ボーリング調査結果と既存ボーリング調査資料にから、基盤岩の分布深度を把握し、さらにトレンチ調査の結果を考慮して、河成堆積物基底面等高線図を作成した(図7−6−1)。本図には北東−南西方向に谷地形が認められる。谷の方向は全体としては北東−南西方向であるが、図中央付近では、西北西−東南東方向に変化している。この谷の方向の変化は、空中写真判読による北武断層の位置とほぼ一致しており、谷が右横ずれ活断層により屈曲したことを示しているものと考えられる。
本地点のトレンチ調査では断層を直接確認することはできなかった。しかし、北武断層推定位置、東側法面E14〜E17付近で、河成堆積物のC層、D層およびE層に地層の乱れ・変形などがみられた。これらの地層の乱れや変形は、地層が堆積した後に断層活動など何らかの影響を受けた可能性が強いと考えられるが、断層を確認していないためその詳細については言及できない。
(2)断層の活動性
@層、A層およびB層には、地層の変形や乱れはみられなかった。したがって、断層活動などによる影響を地層が受けたとしてもC層までと判断される。
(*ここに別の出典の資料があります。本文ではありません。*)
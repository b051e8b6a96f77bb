//! Typed repository facade over a store executor.

use std::collections::HashMap;
use std::marker::PhantomData;
use std::sync::{Arc, RwLock};

use crate::compile::{self, CompareOp, CompiledQuery, Predicate, coerce};
use crate::error::{QuarryError, QuarryResult};
use crate::schema::{Schema, SchemaProvider, ShapeDef};
use crate::spec::condition::Condition;
use crate::spec::query::QuerySpec;

use super::{Entity, Record, StoreExecutor};

/// Cache of compiled plans keyed by the serialized specification.
pub type PlanCache = Arc<RwLock<HashMap<String, CompiledQuery>>>;

/// A repository-style facade binding one entity type to one executor.
///
/// The executor is transaction-scoped, so a repository is too: one
/// instance per logical transaction, `&mut` for every store access.
/// Compiled plans are memoized; compilation determinism makes the
/// serialized specification a sound cache key.
pub struct Repository<T: Entity, S: StoreExecutor> {
    schema: Arc<Schema>,
    executor: S,
    plans: PlanCache,
    cache_enabled: bool,
    _entity: PhantomData<fn() -> T>,
}

impl<T: Entity, S: StoreExecutor> Repository<T, S> {
    /// Bind an entity type to a schema and an executor.
    pub fn new(schema: Arc<Schema>, executor: S) -> Self {
        Self {
            schema,
            executor,
            plans: Arc::new(RwLock::new(HashMap::new())),
            cache_enabled: true,
            _entity: PhantomData,
        }
    }

    /// Enable or disable plan caching.
    pub fn with_cache(mut self, enabled: bool) -> Self {
        self.cache_enabled = enabled;
        self
    }

    /// Clear the plan cache.
    pub fn clear_cache(&self) {
        if let Ok(mut plans) = self.plans.write() {
            plans.clear();
        }
    }

    /// Get cache statistics: (cached plans, enabled).
    pub fn cache_stats(&self) -> (usize, bool) {
        let size = self.plans.read().map(|p| p.len()).unwrap_or(0);
        (size, self.cache_enabled)
    }

    /// Access the underlying executor (e.g. to reach its unit of work).
    pub fn executor_mut(&mut self) -> &mut S {
        &mut self.executor
    }

    /// Give the executor back.
    pub fn into_executor(self) -> S {
        self.executor
    }

    /// The physical table name this repository writes to.
    pub fn table_name(&self) -> QuarryResult<String> {
        Ok(self.shape()?.table.clone())
    }

    fn shape(&self) -> QuarryResult<&ShapeDef> {
        self.schema.require_shape(T::SHAPE)
    }

    /// Get a cached plan for a specification, or compile and cache it.
    fn plan(&self, spec: &QuerySpec) -> QuarryResult<CompiledQuery> {
        if spec.shape != T::SHAPE {
            return Err(QuarryError::invalid(format!(
                "specification targets shape '{}', repository is bound to '{}'",
                spec.shape,
                T::SHAPE
            )));
        }

        let key = serde_json::to_string(spec)
            .map_err(|e| QuarryError::invalid(format!("unserializable specification: {e}")))?;

        if self.cache_enabled {
            if let Ok(plans) = self.plans.read() {
                if let Some(plan) = plans.get(&key) {
                    return Ok(plan.clone());
                }
            }
        }

        let plan = compile::compile(spec, self.schema.as_ref())?;

        if self.cache_enabled {
            if let Ok(mut plans) = self.plans.write() {
                plans.insert(key, plan.clone());
            }
        }

        Ok(plan)
    }

    /// Fetch the first matching record, if any.
    pub fn get_one(&mut self, spec: &QuerySpec) -> QuarryResult<Option<T>> {
        let mut plan = self.plan(spec)?;
        plan.take = 1;
        let rows = self.executor.fetch(&plan)?;
        match rows.into_iter().next() {
            Some(row) => Ok(Some(decode(row)?)),
            None => Ok(None),
        }
    }

    /// Fetch all matching records.
    pub fn get_many(&mut self, spec: &QuerySpec) -> QuarryResult<Vec<T>> {
        let plan = self.plan(spec)?;
        let rows = self.executor.fetch(&plan)?;
        rows.into_iter().map(decode).collect()
    }

    /// Count matching rows, ignoring the specification's page window.
    pub fn count(&mut self, spec: &QuerySpec) -> QuarryResult<u64> {
        let plan = self.plan(spec)?;
        self.executor.count(&plan)
    }

    /// Stage an insert of one entity. Returns the rows written.
    pub fn insert(&mut self, entity: &T) -> QuarryResult<u64> {
        let table = self.table_name()?;
        let row = encode(entity)?;
        self.executor.insert(&table, row)
    }

    /// Stage an update of one entity's non-key fields.
    ///
    /// With `filter = None` the shape's primary key identifies the row —
    /// at most one logical entity is affected. With a filter, the update
    /// is set-based and may touch zero-to-many rows; the store's exact
    /// affected count is returned either way.
    pub fn update(&mut self, entity: &T, filter: Option<&Condition>) -> QuarryResult<u64> {
        let shape = self.shape()?;
        let table = shape.table.clone();
        let mut row = encode(entity)?;

        let predicate = match filter {
            Some(condition) => compile::compile_filter(shape, condition)?,
            None => identity_predicate(shape, &row)?,
        };

        // Key fields identify rows; they are not assignable.
        for key in shape.primary_key() {
            row.remove(&key.name);
        }

        self.executor.update(&table, row, Some(&predicate))
    }

    /// Stage a delete of one entity, identified by its primary key.
    pub fn delete(&mut self, entity: &T) -> QuarryResult<u64> {
        let shape = self.shape()?;
        let table = shape.table.clone();
        let row = encode(entity)?;
        let predicate = identity_predicate(shape, &row)?;
        self.executor.delete(&table, Some(&predicate))
    }

    /// Stage a set-based delete of every row the filter matches.
    pub fn delete_where(&mut self, filter: &Condition) -> QuarryResult<u64> {
        let shape = self.shape()?;
        let table = shape.table.clone();
        let predicate = compile::compile_filter(shape, filter)?;
        self.executor.delete(&table, Some(&predicate))
    }
}

fn encode<T: Entity>(entity: &T) -> QuarryResult<Record> {
    match serde_json::to_value(entity) {
        Ok(serde_json::Value::Object(map)) => Ok(map),
        Ok(_) => Err(QuarryError::invalid(
            "entity must serialize to an object".to_string(),
        )),
        Err(e) => Err(QuarryError::invalid(format!("unserializable entity: {e}"))),
    }
}

fn decode<T: Entity>(row: Record) -> QuarryResult<T> {
    serde_json::from_value(serde_json::Value::Object(row))
        .map_err(|e| QuarryError::Execution(format!("row does not match entity: {e}")))
}

/// Build the equality predicate identifying one entity by the shape's
/// primary key.
fn identity_predicate(shape: &ShapeDef, row: &Record) -> QuarryResult<Predicate> {
    let keys = shape.primary_key();
    if keys.is_empty() {
        return Err(QuarryError::invalid(format!(
            "shape '{}' declares no primary key",
            shape.name
        )));
    }

    let mut predicate = None;
    for key in keys {
        let cell = row
            .get(&key.name)
            .filter(|v| !v.is_null())
            .ok_or_else(|| {
                QuarryError::invalid(format!("entity is missing key field '{}'", key.name))
            })?;
        let value = coerce(key, &json_to_value(cell, key)?)?;
        let compare = Predicate::Compare {
            field: key.name.clone(),
            op: CompareOp::Eq,
            value,
        };
        predicate = Some(match predicate {
            None => compare,
            Some(acc) => Predicate::And(Box::new(acc), Box::new(compare)),
        });
    }
    predicate.ok_or_else(|| {
        QuarryError::invalid(format!("shape '{}' declares no primary key", shape.name))
    })
}

/// Lift a raw JSON cell into a specification value for coercion.
fn json_to_value(
    cell: &serde_json::Value,
    field: &crate::schema::FieldDef,
) -> QuarryResult<crate::spec::Value> {
    use crate::spec::Value;
    match cell {
        serde_json::Value::Bool(b) => Ok(Value::Bool(*b)),
        serde_json::Value::Number(n) => {
            if let Some(i) = n.as_i64() {
                Ok(Value::Int(i))
            } else if let Some(f) = n.as_f64() {
                Ok(Value::Float(f))
            } else {
                Err(QuarryError::coercion(&field.name, n, field.ty))
            }
        }
        serde_json::Value::String(s) => Ok(Value::Text(s.clone())),
        other => Err(QuarryError::coercion(&field.name, other, field.ty)),
    }
}

#[cfg(test)]
mod tests {
    use serde::{Deserialize, Serialize};
    use serde_json::json;

    use super::*;
    use crate::exec::{MemoryStore, UnitOfWork};
    use crate::schema::{FieldDef, FieldType, ShapeDef};
    use crate::spec::builders::*;
    use crate::spec::page::Page;
    use crate::spec::sort::Sort;

    #[derive(Debug, Clone, PartialEq, Serialize, Deserialize)]
    struct Book {
        id: i64,
        name: String,
        available: bool,
    }

    impl Entity for Book {
        const SHAPE: &'static str = "books";
    }

    fn schema() -> Arc<Schema> {
        Arc::new(Schema::new().with(ShapeDef::new(
            "books",
            vec![
                FieldDef::new("id", FieldType::Int).primary_key(),
                FieldDef::new("name", FieldType::Text),
                FieldDef::new("available", FieldType::Bool),
            ],
        )))
    }

    fn seeded_repo() -> Repository<Book, MemoryStore> {
        let store = MemoryStore::new().with_table(
            "books",
            vec![
                json!({"id": 1, "name": "Alice in Wonderland", "available": true})
                    .as_object()
                    .unwrap()
                    .clone(),
                json!({"id": 2, "name": "Almanac", "available": false})
                    .as_object()
                    .unwrap()
                    .clone(),
            ],
        );
        Repository::new(schema(), store)
    }

    #[test]
    fn test_get_one_and_many() {
        let mut repo = seeded_repo();

        let spec = QuerySpec::on("books")
            .filter(eq("available", true).and(starts_with("name", "Al")))
            .sort(Sort::new().asc("id"))
            .page(Page::first(5).unwrap());
        let one = repo.get_one(&spec).unwrap().unwrap();
        assert_eq!(one.id, 1);

        let all = repo.get_many(&QuerySpec::on("books")).unwrap();
        assert_eq!(all.len(), 2);
        assert_eq!(repo.count(&QuerySpec::on("books")).unwrap(), 2);
    }

    #[test]
    fn test_wrong_shape_is_rejected() {
        let mut repo = seeded_repo();
        let err = repo.get_many(&QuerySpec::on("magazines")).unwrap_err();
        assert!(matches!(err, QuarryError::InvalidArgument(_)));
    }

    #[test]
    fn test_plan_cache_fills_and_clears() {
        let mut repo = seeded_repo();
        let spec = QuerySpec::on("books").filter(eq("id", 1));

        assert_eq!(repo.cache_stats(), (0, true));
        repo.get_many(&spec).unwrap();
        repo.get_many(&spec).unwrap();
        assert_eq!(repo.cache_stats(), (1, true));

        repo.clear_cache();
        assert_eq!(repo.cache_stats(), (0, true));
    }

    #[test]
    fn test_insert_then_commit() {
        let mut repo = seeded_repo();
        let inserted = repo
            .insert(&Book {
                id: 3,
                name: "Beowulf".into(),
                available: true,
            })
            .unwrap();
        assert_eq!(inserted, 1);

        // Staged but not durable until the unit of work commits.
        assert_eq!(repo.executor_mut().committed_rows("books").len(), 2);
        repo.executor_mut().commit().unwrap();
        assert_eq!(repo.executor_mut().committed_rows("books").len(), 3);
    }

    #[test]
    fn test_identity_update_touches_one_row() {
        let mut repo = seeded_repo();
        let affected = repo
            .update(
                &Book {
                    id: 2,
                    name: "Almanac 2nd ed.".into(),
                    available: true,
                },
                None,
            )
            .unwrap();
        assert_eq!(affected, 1);

        repo.executor_mut().commit().unwrap();
        let updated = repo
            .get_one(&QuerySpec::on("books").filter(eq("id", 2)))
            .unwrap()
            .unwrap();
        assert_eq!(updated.name, "Almanac 2nd ed.");
        // The key field itself is never assigned.
        assert_eq!(updated.id, 2);
    }

    #[test]
    fn test_set_based_update_counts_rows_and_skips_keys() {
        let mut repo = seeded_repo();
        // The filter selects the rows; the entity only supplies the
        // assignments, its key is stripped and never written.
        let affected = repo
            .update(
                &Book {
                    id: 99,
                    name: "Archived".into(),
                    available: false,
                },
                Some(&gt("id", 0)),
            )
            .unwrap();
        assert_eq!(affected, 2);

        repo.executor_mut().commit().unwrap();
        let all = repo
            .get_many(&QuerySpec::on("books").sort(Sort::new().asc("id")))
            .unwrap();
        assert_eq!(all.len(), 2);
        assert_eq!(all[0].id, 1);
        assert_eq!(all[1].id, 2);
        assert!(all.iter().all(|b| b.name == "Archived" && !b.available));

        let none = repo
            .update(
                &Book {
                    id: 99,
                    name: "X".into(),
                    available: true,
                },
                Some(&eq("name", "No Such Book")),
            )
            .unwrap();
        assert_eq!(none, 0);
    }

    #[test]
    fn test_set_based_delete_reports_exact_count() {
        let mut repo = seeded_repo();
        let deleted = repo.delete_where(&eq("available", false)).unwrap();
        assert_eq!(deleted, 1);

        let none = repo.delete_where(&eq("name", "No Such Book")).unwrap();
        assert_eq!(none, 0);
    }

    #[test]
    fn test_identity_delete() {
        let mut repo = seeded_repo();
        let entity = Book {
            id: 1,
            name: "Alice in Wonderland".into(),
            available: true,
        };
        assert_eq!(repo.delete(&entity).unwrap(), 1);
        repo.executor_mut().rollback().unwrap();
        assert_eq!(repo.count(&QuerySpec::on("books")).unwrap(), 2);
    }
}
//! # Quarry — storage-agnostic query specifications
//!
//! Build queries as data, compile them once, run them anywhere.
//!
//! A [`spec::QuerySpec`] is an immutable value describing *what* to
//! fetch: a condition tree, a multi-key sort, a page window, and an
//! optional projection. [`compile::compile`] turns it into an
//! engine-neutral [`compile::CompiledQuery`] against a declared
//! [`schema::Schema`], and an [`exec::StoreExecutor`] turns that plan
//! into rows.
//!
//! ## Quick Example
//!
//! ```rust,ignore
//! use quarry::prelude::*;
//!
//! let spec = QuerySpec::on("books")
//!     .filter(eq("available", true).and(starts_with("name", "Al")))
//!     .sort(Sort::new().asc("id"))
//!     .page(Page::first(5)?);
//!
//! let plan = compile(&spec, &schema)?;
//! let rows = store.fetch(&plan)?;
//! ```

pub mod compile;
pub mod error;
pub mod exec;
pub mod schema;
pub mod spec;

pub mod prelude {
    pub use crate::compile::{CompiledQuery, compile};
    pub use crate::error::{QuarryError, QuarryResult};
    pub use crate::exec::{Entity, MemoryStore, Record, Repository, StoreExecutor, UnitOfWork};
    pub use crate::schema::{FieldDef, FieldType, Schema, SchemaProvider, ShapeDef};
    pub use crate::spec::builders::*;
    pub use crate::spec::{
        ColumnRef, Combinator, Condition, Operator, Page, QuerySpec, Sort, SortDirection, SortKey,
        Value,
    };
}
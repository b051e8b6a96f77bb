//! The condition tree: a declarative boolean filter.
//!
//! A [`Condition`] is either a leaf predicate (non-empty `field`, empty
//! `children`) or a group (empty `field`, at least one child) — never both.
//! Each node's [`Combinator`] describes how it attaches to its siblings;
//! siblings fold strictly left-to-right with no precedence reordering.
//! The root node's combinator is ignored.
//!
//! Conditions carry no evaluation semantics of their own; translation is
//! the compiler's job.

use serde::{Deserialize, Serialize};

use super::value::Value;

/// Comparison operators.
#[derive(Debug, Clone, Copy, PartialEq, Eq, Hash, Serialize, Deserialize)]
pub enum Operator {
    /// Equal (=)
    Equals,
    /// Not equal (!=)
    NotEquals,
    /// Greater than (>)
    GreaterThan,
    /// Greater than or equal (>=)
    GreaterOrEqual,
    /// Less than (<)
    LessThan,
    /// Less than or equal (<=)
    LessOrEqual,
    /// Pattern match with `%`/`_` wildcards
    Like,
    /// String prefix match
    StartsWith,
    /// String suffix match
    EndsWith,
    /// Substring match
    Contains,
    /// IS NULL (carries no value)
    IsNull,
    /// IS NOT NULL (carries no value)
    IsNotNull,
}

impl Operator {
    /// String-match operators require a text value and honor case
    /// sensitivity.
    pub fn is_string_match(self) -> bool {
        matches!(
            self,
            Operator::Like | Operator::StartsWith | Operator::EndsWith | Operator::Contains
        )
    }

    /// Null-test operators carry no value.
    pub fn is_null_test(self) -> bool {
        matches!(self, Operator::IsNull | Operator::IsNotNull)
    }
}

impl std::fmt::Display for Operator {
    fn fmt(&self, f: &mut std::fmt::Formatter<'_>) -> std::fmt::Result {
        let s = match self {
            Operator::Equals => "=",
            Operator::NotEquals => "!=",
            Operator::GreaterThan => ">",
            Operator::GreaterOrEqual => ">=",
            Operator::LessThan => "<",
            Operator::LessOrEqual => "<=",
            Operator::Like => "LIKE",
            Operator::StartsWith => "STARTS",
            Operator::EndsWith => "ENDS",
            Operator::Contains => "CONTAINS",
            Operator::IsNull => "IS NULL",
            Operator::IsNotNull => "IS NOT NULL",
        };
        write!(f, "{}", s)
    }
}

/// How a condition joins with its siblings at the same level.
#[derive(Debug, Clone, Copy, PartialEq, Eq, Hash, Serialize, Deserialize, Default)]
pub enum Combinator {
    #[default]
    And,
    AndNot,
    Or,
    OrNot,
}

impl Combinator {
    /// Whether this combinator negates the condition it attaches.
    pub fn is_negated(self) -> bool {
        matches!(self, Combinator::AndNot | Combinator::OrNot)
    }

    /// Whether this combinator joins with OR.
    pub fn is_or(self) -> bool {
        matches!(self, Combinator::Or | Combinator::OrNot)
    }
}

/// A node in a boolean filter tree.
#[derive(Debug, Clone, PartialEq, Serialize, Deserialize)]
pub struct Condition {
    /// Field name; empty for group nodes.
    pub field: String,
    /// Comparison operator; groups ignore it.
    pub op: Operator,
    /// Value to compare against; `Value::Null` when the operator carries
    /// no value.
    #[serde(default = "null_value")]
    pub value: Value,
    /// Whether string matching and field resolution are exact-case.
    #[serde(default)]
    pub case_sensitive: bool,
    /// How this node attaches to its siblings.
    #[serde(default)]
    pub combinator: Combinator,
    /// Sub-conditions; non-empty only for group nodes.
    #[serde(default)]
    pub children: Vec<Condition>,
}

fn null_value() -> Value {
    Value::Null
}

impl Condition {
    /// Create a leaf condition with an explicit operator.
    pub fn leaf(field: impl Into<String>, op: Operator, value: impl Into<Value>) -> Self {
        Self {
            field: field.into(),
            op,
            value: value.into(),
            case_sensitive: false,
            combinator: Combinator::And,
            children: Vec::new(),
        }
    }

    /// Create a group node from sub-conditions.
    pub fn group(children: Vec<Condition>) -> Self {
        Self {
            field: String::new(),
            op: Operator::Equals,
            value: Value::Null,
            case_sensitive: false,
            combinator: Combinator::And,
            children,
        }
    }

    /// Whether this node is a group.
    pub fn is_group(&self) -> bool {
        !self.children.is_empty()
    }

    /// Attach to siblings with OR instead of AND.
    ///
    /// Preserves negation: `AndNot` becomes `OrNot`.
    pub fn or(mut self) -> Self {
        self.combinator = if self.combinator.is_negated() {
            Combinator::OrNot
        } else {
            Combinator::Or
        };
        self
    }

    /// Negate this condition where it attaches to its siblings.
    pub fn negate(mut self) -> Self {
        self.combinator = match self.combinator {
            Combinator::And | Combinator::AndNot => Combinator::AndNot,
            Combinator::Or | Combinator::OrNot => Combinator::OrNot,
        };
        self
    }

    /// Compare strings (and resolve the field name) ignoring case.
    pub fn ignore_case(mut self) -> Self {
        self.case_sensitive = false;
        self
    }

    /// Append a sibling joined with AND, wrapping `self` into a group if
    /// it is a leaf.
    pub fn and(self, other: Condition) -> Self {
        self.push(other)
    }

    /// Append a sibling joined with OR.
    pub fn or_else(self, other: Condition) -> Self {
        self.push(other.or())
    }

    fn push(self, other: Condition) -> Self {
        let mut group = if self.is_group() && self.field.is_empty() {
            self
        } else {
            Condition::group(vec![self])
        };
        group.children.push(other);
        group
    }
}
//! Column projection descriptors.

use serde::{Deserialize, Serialize};

/// A projected column, optionally table-qualified and aliased.
#[derive(Debug, Clone, PartialEq, Serialize, Deserialize)]
pub struct ColumnRef {
    /// Table qualifier, if any.
    #[serde(default, skip_serializing_if = "Option::is_none")]
    pub table: Option<String>,
    /// Column name.
    pub name: String,
    /// Output alias, if any.
    #[serde(default, skip_serializing_if = "Option::is_none")]
    pub alias: Option<String>,
}

impl ColumnRef {
    /// A bare column reference.
    pub fn new(name: impl Into<String>) -> Self {
        Self {
            table: None,
            name: name.into(),
            alias: None,
        }
    }

    /// Qualify with a table name.
    pub fn of(mut self, table: impl Into<String>) -> Self {
        self.table = Some(table.into());
        self
    }

    /// Alias the column in the output.
    pub fn aliased(mut self, alias: impl Into<String>) -> Self {
        self.alias = Some(alias.into());
        self
    }
}

impl From<&str> for ColumnRef {
    fn from(name: &str) -> Self {
        ColumnRef::new(name)
    }
}

impl std::fmt::Display for ColumnRef {
    fn fmt(&self, f: &mut std::fmt::Formatter<'_>) -> std::fmt::Result {
        if let Some(table) = &self.table {
            write!(f, "{}.", table)?;
        }
        write!(f, "{}", self.name)?;
        if let Some(alias) = &self.alias {
            write!(f, " AS {}", alias)?;
        }
        Ok(())
    }
}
各層の層厚と14C年代値の関係を図7−5−2に示している。層序と矛盾していると考えられる測定値を除外して考えれば、断層活動などにより変位を受けたD層下部の堆積年代は1400〜850yBP、最上位のC層の下部は840±90yBPとなる。変形を受けていないB層の堆積年代は不明である。また、A層下部の14C年代値は660±85yBPである。
このことから、地層が変形を受けた年代は、C層堆積後B層堆積前であり、14C年代値によれば840±90yBP以降、少なくとも660±85yBP以前と判断される。(この場合B層の年代値が不明なためA層下部の年代値を示した。)
断層の位置と同様、これらの地層の乱れや変形は、地層が堆積した後に断層活動など何らかの影響を受けた可能性が強いと考えられるが、断層を確認していないためその詳細については言及できない。地層の変形原因としては、北武断層活動、他の原因による地震動、なども考えられる。
断層活動による変位量や再来間隔等についての情報は得られなかった。